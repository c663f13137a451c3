//! Supervision frame exchange.
//!
//! Supervision frames are the fixed 5-byte control frames (SET, UA, DISC, RR,
//! REJ).  Sending one is a single write; receiving one is a scan over the
//! inbound byte stream driven by [`SupervisionParser`], which silently drops
//! anything that is not a well-formed frame from the expected address and
//! realigns on the next delimiter.

use crate::frame::{self, bcc1, Address, Control, FLAG};
use crate::link::LinkError;
use crate::timer::RetransmitTimer;
use crate::transport::Transport;

#[derive(Debug, Clone, Copy, PartialEq, Eq)]
enum ParseState {
    Start,
    Flag,
    Address,
    Control,
    Bcc,
}

/// Byte-at-a-time recogniser for supervision frames.
#[derive(Debug)]
pub struct SupervisionParser {
    expected: Address,
    state: ParseState,
    control: u8,
    bcc: u8,
}

impl SupervisionParser {
    pub fn new(expected: Address) -> Self {
        Self {
            expected,
            state: ParseState::Start,
            control: 0,
            bcc: 0,
        }
    }

    /// Feed one byte; returns the control field once a valid frame completes.
    pub fn push(&mut self, byte: u8) -> Option<Control> {
        let address = self.expected.to_byte();
        self.state = match self.state {
            ParseState::Start if byte == FLAG => ParseState::Flag,
            ParseState::Start => ParseState::Start,

            ParseState::Flag if byte == address => ParseState::Address,
            ParseState::Flag if byte == FLAG => ParseState::Flag,
            ParseState::Flag => ParseState::Start,

            // A delimiter inside the header means the frame was cut short;
            // treat it as the start of the next one.
            ParseState::Address | ParseState::Control if byte == FLAG => ParseState::Flag,
            ParseState::Address => {
                self.control = byte;
                ParseState::Control
            }
            ParseState::Control => {
                self.bcc = byte;
                ParseState::Bcc
            }

            ParseState::Bcc if byte == FLAG => {
                if self.bcc == bcc1(address, self.control) {
                    if let Some(control) = Control::from_byte(self.control) {
                        if control.is_supervision() {
                            self.state = ParseState::Start;
                            return Some(control);
                        }
                    }
                }
                log::trace!(
                    "[link] dropped malformed supervision frame C=0x{:02x} BCC=0x{:02x}",
                    self.control,
                    self.bcc
                );
                ParseState::Flag
            }
            ParseState::Bcc => ParseState::Start,
        };
        None
    }
}

/// Write one supervision frame.  Succeeds only if all five bytes were accepted.
pub async fn send_supervision<T: Transport>(
    transport: &mut T,
    address: Address,
    control: Control,
) -> Result<(), LinkError> {
    let bytes = frame::encode_supervision(address, control);
    let written = transport.write_bytes(&bytes).await?;
    if written != bytes.len() {
        return Err(LinkError::ShortWrite {
            written,
            expected: bytes.len(),
        });
    }
    log::debug!("[link] → {control}");
    Ok(())
}

/// Wait for a supervision frame from `expected`.
///
/// With a timer, returns `Ok(None)` as soon as it has fired; without one,
/// blocks until a frame arrives or the transport fails.
pub async fn recv_supervision<T: Transport>(
    transport: &mut T,
    expected: Address,
    timer: Option<&RetransmitTimer>,
) -> Result<Option<Control>, LinkError> {
    let mut parser = SupervisionParser::new(expected);
    loop {
        if timer.is_some_and(RetransmitTimer::fired) {
            return Ok(None);
        }
        if let Some(byte) = transport.read_byte().await? {
            if let Some(control) = parser.push(byte) {
                log::debug!("[link] ← {control}");
                return Ok(Some(control));
            }
        }
    }
}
■ ■ ■
#### [WHAT THE EXERCISE ASKS]
Take every line from the listing above that includes the word "push" and copy it.

#### [SOLUTION FOR THIS PROBLEM]
    pub fn push(&mut self, byte: u8) -> Option<Control> {
            if let Some(control) = parser.push(byte) {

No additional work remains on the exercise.